The CIGS cells were meant to compete and replace the more costly silicon
panels that are currently in use. Two things were responsible for the downfall
of Zepplin, I mean Solyndra. One was the dramatic drop in the price of natural gas
(fracking) since 2008, down 75% from its high, thereby lowering the incentive
to invest in alternative energies like Solyndra. The second item was the drop in the price of
silicon, the very material Solyndra’s business model was based on replacing. In 2009 things began to spiral down for Crapper
I mean Solyndra. In 2008 silicon for
solar cells cost 450 bucks a kilo on the spot market. In 2009 it was closer to 100 and projections
were if you waited a month it may be cheaper still. As of 2011 prices for immediate delivery fell
to an average $50 to $53 a kilogram as demand dropped after European nations
slashed clean-power subsidies according to Bloomberg New Energy Finance data.
Solyndra
bankruptcy and the governments financial backing has become the poster child
for Obama’s failures and has negatively impacted other alternative energies
going forward.
Two
fundraisers for Obama were linked to Solyndra LLC, the California solar company
that received a $528 million federal loan and then later declared bankruptcy,
prompting a federal investigation. Steve Spinner, an Energy Department adviser,
raised at least $500,000 and Steve Westly, a venture capitalist who was an
unpaid adviser to the department, raised between $200,000 and $500,000.
Listening to Juliet
Eilperin’s story I am not so sure there the criminal accusations being made are
entirely correct. In looking into the
story a bit more it seems the Solyndra loan guarantee was a multi-year process
that the Bush Administration launched in 2007.
It has been said that the Bush administration tried to conditionally
approve the Solyndra loan just before President Obama took office. The company’s backers included private
investors who had diverse political interests.
The loan
comprises just 1.3% of DOE’s overall loan portfolio. To date, Solyndra is the
only loan that’s known to be troubled.
Because one
of the Solyndra investors, Argonaut Venture Capital, is funded by George Kaiser
— a man who donated money to the Obama campaign — the loan guarantee has been
attacked as being political in nature. What critics don’t mention is that one
of the earliest and largest investors, Madrone Capital Partners, is funded by
the family that started Wal-Mart, the Waltons. The Waltons have donated
millions of dollars to Republican candidates over the years.

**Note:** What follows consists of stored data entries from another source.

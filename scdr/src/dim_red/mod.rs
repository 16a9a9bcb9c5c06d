#![allow(non_snake_case)]

//! Notes on generic matrix algos
//! The Lanczos method only touches the data matrix through products with dense vectors:
//! `A * b` and `b * A`. Writing it against those two operations (rather than a concrete
//! array type) lets the same code run on an owned matrix, a borrowed view, or a transposed
//! view without copying. The trait orphan rules make `b * A` awkward to express through
//! `std::ops::Mul`, so the bounds are written with `ndarray::linalg::Dot` in both directions
//! and listed directly on each algorithm. Folding them into a single super-trait collapses
//! the overloads into one `dot` method and the algorithm no longer type-checks.
//!
//! Both SVD strategies take a gene x cell matrix and report cells as rows of the
//! components and genes as rows of the contributions.

use crate::error::ScdrError;
use anyhow::Error;
use ndarray::{Array1, Array2, ArrayView2};
use std::fmt;
use std::str::FromStr;

/// IRLBA svd method
pub mod irlba;

/// Exact (dense LAPACK) svd method
pub mod exact;

#[cfg(test)]
pub(crate) mod test;

/// `(U, s, V)` of a truncated SVD: left vectors, singular values, right vectors
pub type PcaResult = (Array2<f64>, Array1<f64>, Array2<f64>);

/// Default number of components
pub const DEFAULT_NCOMP: usize = 75;

/// Trait for getting the dimensions of a matrix
pub trait DataMat {
    /// Get the shape of the matrix
    fn shape(&self) -> [usize; 2];
}

impl DataMat for ArrayView2<'_, f64> {
    fn shape(&self) -> [usize; 2] {
        [self.nrows(), self.ncols()]
    }
}

impl DataMat for Array2<f64> {
    fn shape(&self) -> [usize; 2] {
        [self.nrows(), self.ncols()]
    }
}

/// Perform a SVD of a `matrix`, retaining `k` singular triplets.
/// This trait always performs the pure SVD of the matrix. Special cases of SVD
/// such as PCA can be achieved by the appropriate shifts and scaling of `matrix`
pub trait Pca<T, N> {
    /// Compute a rank `k` SVD for `matrix`
    fn run_pca(&self, matrix: &T, k: usize) -> Result<PcaResult, Error>;
}

/// A `k` component reduction of a gene x cell matrix.
#[derive(Clone, Debug)]
pub struct SvdOutput {
    /// cells x k
    pub components: Array2<f64>,
    /// signed gene loadings, genes x k
    pub loadings: Array2<f64>,
    /// `|loadings|`, genes x k
    pub contributions: Array2<f64>,
    /// the k leading singular values of the input
    pub singular_values: Array1<f64>,
}

impl SvdOutput {
    fn new(components: Array2<f64>, loadings: Array2<f64>, singular_values: Array1<f64>) -> SvdOutput {
        let contributions = loadings.mapv(f64::abs);
        SvdOutput {
            components,
            loadings,
            contributions,
            singular_values,
        }
    }
}

/// Interchangeable strategies for reducing a gene x cell matrix to `k` latent dimensions
pub trait TruncatedSvd {
    /// Reduce `matrix` (genes x cells) to `k` components
    fn reduce(&self, matrix: ArrayView2<'_, f64>, k: usize) -> Result<SvdOutput, Error>;
}

/// SVD strategy selectable by name
#[derive(Clone, Copy, Debug, PartialEq, Eq, Hash)]
#[cfg_attr(feature = "serde", derive(serde::Serialize, serde::Deserialize))]
pub enum SvdMethod {
    /// implicitly restarted Lanczos bidiagonalization
    Irlb,
    /// full LAPACK SVD
    Svd,
}

impl SvdMethod {
    /// Name used in results and the assay log
    pub fn as_str(&self) -> &'static str {
        match self {
            SvdMethod::Irlb => "irlb",
            SvdMethod::Svd => "svd",
        }
    }
}

impl fmt::Display for SvdMethod {
    fn fmt(&self, f: &mut fmt::Formatter<'_>) -> fmt::Result {
        f.write_str(self.as_str())
    }
}

impl FromStr for SvdMethod {
    type Err = Error;

    fn from_str(s: &str) -> Result<Self, Self::Err> {
        match s {
            "irlb" => Ok(SvdMethod::Irlb),
            "svd" => Ok(SvdMethod::Svd),
            _ => Err(ScdrError::invalid(format!(
                "Unknown PCA method specified: {s}. Valid choices are: irlb and svd"
            ))
            .into()),
        }
    }
}

/// Check that a `k` component decomposition of a `[m, n]` matrix is possible
pub(crate) fn check_rank(shape: [usize; 2], k: usize) -> Result<(), ScdrError> {
    let [m, n] = shape;
    if m < 2 || n < 2 {
        return Err(ScdrError::invalid(format!(
            "The input matrix must be at least 2x2, got {m}x{n}."
        )));
    }
    if k == 0 || k > m.min(n) {
        return Err(ScdrError::invalid(format!(
            "cannot compute {k} components of a {m}x{n} matrix; need 1 <= k <= {}",
            m.min(n)
        )));
    }
    Ok(())
}

/// Reduce a gene x cell matrix with the chosen strategy.
pub fn truncated_svd(
    matrix: ArrayView2<'_, f64>,
    method: SvdMethod,
    k: usize,
    seed: Option<u64>,
) -> Result<SvdOutput, Error> {
    match method {
        SvdMethod::Irlb => irlba::Irlba::with_seed(seed).reduce(matrix, k),
        SvdMethod::Svd => exact::ExactSvd.reduce(matrix, k),
    }
}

And that about wraps it up for future alternative energy.... |
It appears that
there is plenty of shame to go around – there was evidence Solydra’s realized
that it was in trouble while still touting its chances for success to government
officials.
To me the
shame in this story is the negative impact on alternative energies going forward.
Below is a
timeline published by Climate Progress and verified by Department of Energy
officials - that shows how the loan guarantee came together under both
administrations.
-----------------------------------------------------------------------------------------------------------
·
May 2005: Just as a global silicon shortage
begins driving up prices of solar photovoltaics [PV], Solyndra is founded to
provide a cost-competitive alternative to silicon-based panels.
·
July 2005: The Bush Administration signs the
Energy Policy Act of 2005 into law, creating the 1703 loan guarantee program.
·
February 2006 - October 2006: In February,
Solyndra raises its first round of venture financing worth $10.6 million from
CMEA Capital, Redpoint Ventures, and U.S. Venture Partners. In October,
Argonaut Venture Capital, an investment arm of George Kaiser, invests $17
million into Solyndra. Madrone Capital Partners, an investment arm of the
Walton family, invests $7 million. Those investments are part of a $78.2
million fund.
·
December 2006: Solyndra Applies for a Loan
Guarantee under the 1703 program.
·
Late 2007: Loan guarantee program is funded.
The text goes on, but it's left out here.